▶ THE TASK
Below are the records; tally the lines that include "bone" and report only the total.

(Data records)
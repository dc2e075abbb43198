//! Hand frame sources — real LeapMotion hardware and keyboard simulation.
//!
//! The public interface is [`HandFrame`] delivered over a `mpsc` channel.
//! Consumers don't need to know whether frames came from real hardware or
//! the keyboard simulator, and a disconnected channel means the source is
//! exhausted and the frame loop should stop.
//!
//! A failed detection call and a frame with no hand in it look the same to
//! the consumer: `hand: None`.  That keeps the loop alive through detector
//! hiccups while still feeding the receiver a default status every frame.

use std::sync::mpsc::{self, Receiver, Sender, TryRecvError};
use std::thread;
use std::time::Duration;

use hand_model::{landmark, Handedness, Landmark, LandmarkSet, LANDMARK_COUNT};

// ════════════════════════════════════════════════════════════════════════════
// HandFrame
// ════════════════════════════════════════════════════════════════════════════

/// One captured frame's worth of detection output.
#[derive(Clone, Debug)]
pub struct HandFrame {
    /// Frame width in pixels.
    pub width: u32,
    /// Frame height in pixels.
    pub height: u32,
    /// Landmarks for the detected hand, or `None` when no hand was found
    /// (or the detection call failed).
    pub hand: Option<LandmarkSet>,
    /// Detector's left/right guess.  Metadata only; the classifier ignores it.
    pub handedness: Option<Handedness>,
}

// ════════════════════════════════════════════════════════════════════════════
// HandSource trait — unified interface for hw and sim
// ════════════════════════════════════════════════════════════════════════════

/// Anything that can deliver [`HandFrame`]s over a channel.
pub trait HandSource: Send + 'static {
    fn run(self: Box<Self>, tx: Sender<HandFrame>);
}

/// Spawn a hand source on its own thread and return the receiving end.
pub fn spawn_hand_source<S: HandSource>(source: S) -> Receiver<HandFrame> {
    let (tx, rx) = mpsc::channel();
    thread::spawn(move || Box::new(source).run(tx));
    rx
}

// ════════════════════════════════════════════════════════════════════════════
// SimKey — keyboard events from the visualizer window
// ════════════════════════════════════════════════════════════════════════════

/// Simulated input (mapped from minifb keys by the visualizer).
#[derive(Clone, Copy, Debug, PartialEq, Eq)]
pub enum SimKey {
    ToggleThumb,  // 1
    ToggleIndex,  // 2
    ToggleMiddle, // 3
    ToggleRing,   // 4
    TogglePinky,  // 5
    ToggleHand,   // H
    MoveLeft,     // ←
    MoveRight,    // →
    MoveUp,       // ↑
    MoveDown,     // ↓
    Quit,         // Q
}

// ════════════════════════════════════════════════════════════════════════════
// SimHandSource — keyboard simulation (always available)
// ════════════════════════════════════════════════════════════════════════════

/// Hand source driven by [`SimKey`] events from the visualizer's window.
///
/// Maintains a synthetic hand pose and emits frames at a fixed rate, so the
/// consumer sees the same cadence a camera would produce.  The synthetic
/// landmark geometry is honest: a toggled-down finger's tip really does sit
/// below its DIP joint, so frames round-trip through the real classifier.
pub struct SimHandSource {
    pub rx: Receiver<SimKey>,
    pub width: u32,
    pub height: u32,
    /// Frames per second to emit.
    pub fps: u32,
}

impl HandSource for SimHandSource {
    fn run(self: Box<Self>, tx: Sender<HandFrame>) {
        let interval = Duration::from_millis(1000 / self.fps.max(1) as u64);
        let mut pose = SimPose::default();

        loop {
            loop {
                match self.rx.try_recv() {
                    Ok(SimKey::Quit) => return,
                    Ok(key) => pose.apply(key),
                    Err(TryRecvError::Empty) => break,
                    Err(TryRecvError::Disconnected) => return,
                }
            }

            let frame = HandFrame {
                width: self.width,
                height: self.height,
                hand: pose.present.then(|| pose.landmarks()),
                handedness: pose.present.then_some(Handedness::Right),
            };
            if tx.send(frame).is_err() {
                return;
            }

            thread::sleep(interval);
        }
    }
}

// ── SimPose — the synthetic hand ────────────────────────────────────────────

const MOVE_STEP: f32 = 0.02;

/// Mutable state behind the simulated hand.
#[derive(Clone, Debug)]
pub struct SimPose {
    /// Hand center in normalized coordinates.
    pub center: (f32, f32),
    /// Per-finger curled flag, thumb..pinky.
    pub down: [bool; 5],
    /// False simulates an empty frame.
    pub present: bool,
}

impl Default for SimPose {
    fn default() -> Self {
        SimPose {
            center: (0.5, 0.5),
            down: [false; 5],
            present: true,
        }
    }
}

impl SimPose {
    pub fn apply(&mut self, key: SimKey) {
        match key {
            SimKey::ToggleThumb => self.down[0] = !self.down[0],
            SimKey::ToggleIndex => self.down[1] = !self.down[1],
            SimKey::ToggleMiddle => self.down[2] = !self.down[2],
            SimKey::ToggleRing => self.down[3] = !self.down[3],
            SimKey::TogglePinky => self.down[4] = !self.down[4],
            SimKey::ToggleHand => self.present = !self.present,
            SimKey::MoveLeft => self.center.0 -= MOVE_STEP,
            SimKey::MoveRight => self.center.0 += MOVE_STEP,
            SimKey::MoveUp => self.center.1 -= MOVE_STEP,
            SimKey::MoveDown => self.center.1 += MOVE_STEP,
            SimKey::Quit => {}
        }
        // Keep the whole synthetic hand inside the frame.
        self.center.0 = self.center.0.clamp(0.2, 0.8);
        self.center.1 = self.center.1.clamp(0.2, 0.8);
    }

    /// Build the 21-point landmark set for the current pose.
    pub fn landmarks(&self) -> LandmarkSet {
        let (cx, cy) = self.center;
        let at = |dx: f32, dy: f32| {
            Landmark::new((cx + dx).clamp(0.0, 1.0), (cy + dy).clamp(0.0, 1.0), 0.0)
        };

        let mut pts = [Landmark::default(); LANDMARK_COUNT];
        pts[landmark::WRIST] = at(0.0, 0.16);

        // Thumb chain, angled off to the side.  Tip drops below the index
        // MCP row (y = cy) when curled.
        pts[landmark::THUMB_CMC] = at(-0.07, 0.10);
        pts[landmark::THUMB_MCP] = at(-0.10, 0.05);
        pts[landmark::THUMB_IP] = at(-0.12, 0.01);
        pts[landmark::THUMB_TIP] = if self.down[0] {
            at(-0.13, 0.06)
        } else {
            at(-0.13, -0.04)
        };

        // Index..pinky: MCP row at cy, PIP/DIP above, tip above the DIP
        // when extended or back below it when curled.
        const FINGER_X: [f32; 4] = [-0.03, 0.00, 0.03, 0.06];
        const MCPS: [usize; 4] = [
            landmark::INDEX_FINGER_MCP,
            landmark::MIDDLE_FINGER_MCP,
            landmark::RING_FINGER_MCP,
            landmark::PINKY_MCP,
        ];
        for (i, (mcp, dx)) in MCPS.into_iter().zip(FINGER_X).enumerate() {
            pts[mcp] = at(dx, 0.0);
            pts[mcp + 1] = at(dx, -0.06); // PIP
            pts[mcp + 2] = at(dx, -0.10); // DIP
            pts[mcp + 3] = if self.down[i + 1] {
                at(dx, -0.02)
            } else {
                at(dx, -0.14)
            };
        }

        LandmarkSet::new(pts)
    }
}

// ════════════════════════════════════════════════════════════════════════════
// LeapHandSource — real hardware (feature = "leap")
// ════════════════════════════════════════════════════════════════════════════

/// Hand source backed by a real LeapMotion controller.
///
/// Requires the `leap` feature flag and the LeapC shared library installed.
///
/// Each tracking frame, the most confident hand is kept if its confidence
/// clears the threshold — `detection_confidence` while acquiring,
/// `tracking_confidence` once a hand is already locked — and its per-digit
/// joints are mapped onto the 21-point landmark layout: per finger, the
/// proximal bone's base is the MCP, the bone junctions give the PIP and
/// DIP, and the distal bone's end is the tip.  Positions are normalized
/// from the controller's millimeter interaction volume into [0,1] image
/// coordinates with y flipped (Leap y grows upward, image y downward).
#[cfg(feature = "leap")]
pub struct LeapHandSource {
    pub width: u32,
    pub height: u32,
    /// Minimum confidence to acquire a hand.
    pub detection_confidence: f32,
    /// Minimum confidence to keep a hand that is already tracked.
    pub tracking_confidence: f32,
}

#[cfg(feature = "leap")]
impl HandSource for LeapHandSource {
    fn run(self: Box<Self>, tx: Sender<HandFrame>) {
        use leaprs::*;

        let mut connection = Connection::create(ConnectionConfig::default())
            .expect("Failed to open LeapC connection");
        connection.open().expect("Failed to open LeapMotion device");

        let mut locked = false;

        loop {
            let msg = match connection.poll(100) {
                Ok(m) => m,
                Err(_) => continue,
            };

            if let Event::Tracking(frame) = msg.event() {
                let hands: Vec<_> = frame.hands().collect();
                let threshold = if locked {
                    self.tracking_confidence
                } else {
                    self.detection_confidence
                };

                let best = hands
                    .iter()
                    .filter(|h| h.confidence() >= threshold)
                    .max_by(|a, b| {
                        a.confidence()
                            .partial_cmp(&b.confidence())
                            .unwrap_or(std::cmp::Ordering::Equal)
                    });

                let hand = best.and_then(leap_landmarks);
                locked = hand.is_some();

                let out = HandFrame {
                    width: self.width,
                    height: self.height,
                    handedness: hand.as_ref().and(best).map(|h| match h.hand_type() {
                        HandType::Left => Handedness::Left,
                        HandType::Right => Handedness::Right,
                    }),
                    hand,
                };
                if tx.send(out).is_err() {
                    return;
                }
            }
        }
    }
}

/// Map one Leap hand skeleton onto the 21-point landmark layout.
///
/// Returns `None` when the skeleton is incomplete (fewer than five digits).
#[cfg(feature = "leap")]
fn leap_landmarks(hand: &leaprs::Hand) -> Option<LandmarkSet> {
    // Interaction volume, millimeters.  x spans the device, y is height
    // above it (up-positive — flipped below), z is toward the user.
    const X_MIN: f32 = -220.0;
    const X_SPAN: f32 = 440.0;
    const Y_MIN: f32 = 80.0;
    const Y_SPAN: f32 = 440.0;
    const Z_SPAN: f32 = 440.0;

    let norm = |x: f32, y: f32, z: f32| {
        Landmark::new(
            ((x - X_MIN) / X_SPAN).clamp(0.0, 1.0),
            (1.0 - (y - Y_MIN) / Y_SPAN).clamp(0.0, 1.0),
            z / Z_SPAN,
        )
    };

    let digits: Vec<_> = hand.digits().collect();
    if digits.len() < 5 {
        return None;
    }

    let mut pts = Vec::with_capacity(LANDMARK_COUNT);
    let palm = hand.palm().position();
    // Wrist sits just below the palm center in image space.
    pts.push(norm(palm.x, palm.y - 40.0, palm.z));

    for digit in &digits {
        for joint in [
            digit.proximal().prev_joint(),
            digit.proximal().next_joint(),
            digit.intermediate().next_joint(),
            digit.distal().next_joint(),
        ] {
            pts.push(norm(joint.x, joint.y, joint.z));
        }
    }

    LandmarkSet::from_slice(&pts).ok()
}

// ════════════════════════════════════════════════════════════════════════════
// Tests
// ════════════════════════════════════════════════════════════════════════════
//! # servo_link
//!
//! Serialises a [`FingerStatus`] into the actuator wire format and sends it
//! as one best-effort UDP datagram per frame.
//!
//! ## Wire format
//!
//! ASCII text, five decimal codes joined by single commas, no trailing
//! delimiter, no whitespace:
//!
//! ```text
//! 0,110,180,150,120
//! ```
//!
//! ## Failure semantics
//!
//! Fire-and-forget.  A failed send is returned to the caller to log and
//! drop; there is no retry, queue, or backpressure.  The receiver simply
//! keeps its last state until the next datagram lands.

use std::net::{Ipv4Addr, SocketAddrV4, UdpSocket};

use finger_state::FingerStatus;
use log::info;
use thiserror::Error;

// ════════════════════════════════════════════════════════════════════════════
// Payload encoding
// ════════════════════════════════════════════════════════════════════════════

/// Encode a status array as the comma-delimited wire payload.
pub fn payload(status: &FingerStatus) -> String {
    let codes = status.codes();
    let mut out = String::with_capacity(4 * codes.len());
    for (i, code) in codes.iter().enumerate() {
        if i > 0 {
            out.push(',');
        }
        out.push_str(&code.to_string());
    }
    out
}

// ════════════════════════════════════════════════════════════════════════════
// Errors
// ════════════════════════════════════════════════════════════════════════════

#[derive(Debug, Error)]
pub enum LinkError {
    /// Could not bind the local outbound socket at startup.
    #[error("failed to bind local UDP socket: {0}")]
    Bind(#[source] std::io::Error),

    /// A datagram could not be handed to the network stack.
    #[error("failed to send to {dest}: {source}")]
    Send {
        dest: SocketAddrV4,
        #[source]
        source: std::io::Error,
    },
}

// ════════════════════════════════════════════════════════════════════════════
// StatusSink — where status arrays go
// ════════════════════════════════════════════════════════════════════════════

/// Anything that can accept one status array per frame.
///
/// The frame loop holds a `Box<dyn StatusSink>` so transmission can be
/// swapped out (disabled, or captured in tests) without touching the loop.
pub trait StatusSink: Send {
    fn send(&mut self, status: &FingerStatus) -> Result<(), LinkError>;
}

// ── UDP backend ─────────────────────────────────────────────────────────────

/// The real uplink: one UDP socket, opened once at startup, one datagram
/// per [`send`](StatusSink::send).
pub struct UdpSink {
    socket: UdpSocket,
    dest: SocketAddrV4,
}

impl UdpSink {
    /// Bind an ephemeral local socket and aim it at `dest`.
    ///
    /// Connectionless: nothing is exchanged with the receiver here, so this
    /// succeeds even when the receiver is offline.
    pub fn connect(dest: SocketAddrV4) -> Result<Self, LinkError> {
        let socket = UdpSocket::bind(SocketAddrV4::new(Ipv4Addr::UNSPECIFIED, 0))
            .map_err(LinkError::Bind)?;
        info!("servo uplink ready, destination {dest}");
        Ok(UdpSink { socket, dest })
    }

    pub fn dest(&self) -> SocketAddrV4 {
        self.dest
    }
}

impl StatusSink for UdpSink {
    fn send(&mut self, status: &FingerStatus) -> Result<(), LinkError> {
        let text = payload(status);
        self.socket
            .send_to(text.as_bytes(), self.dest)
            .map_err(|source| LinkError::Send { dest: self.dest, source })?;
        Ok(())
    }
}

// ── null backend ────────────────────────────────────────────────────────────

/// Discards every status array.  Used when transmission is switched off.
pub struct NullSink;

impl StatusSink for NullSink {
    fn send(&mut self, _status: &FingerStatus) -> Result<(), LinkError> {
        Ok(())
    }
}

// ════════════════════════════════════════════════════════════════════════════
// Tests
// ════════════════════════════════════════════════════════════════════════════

▶ SOLUTION TO THIS EXERCISE
2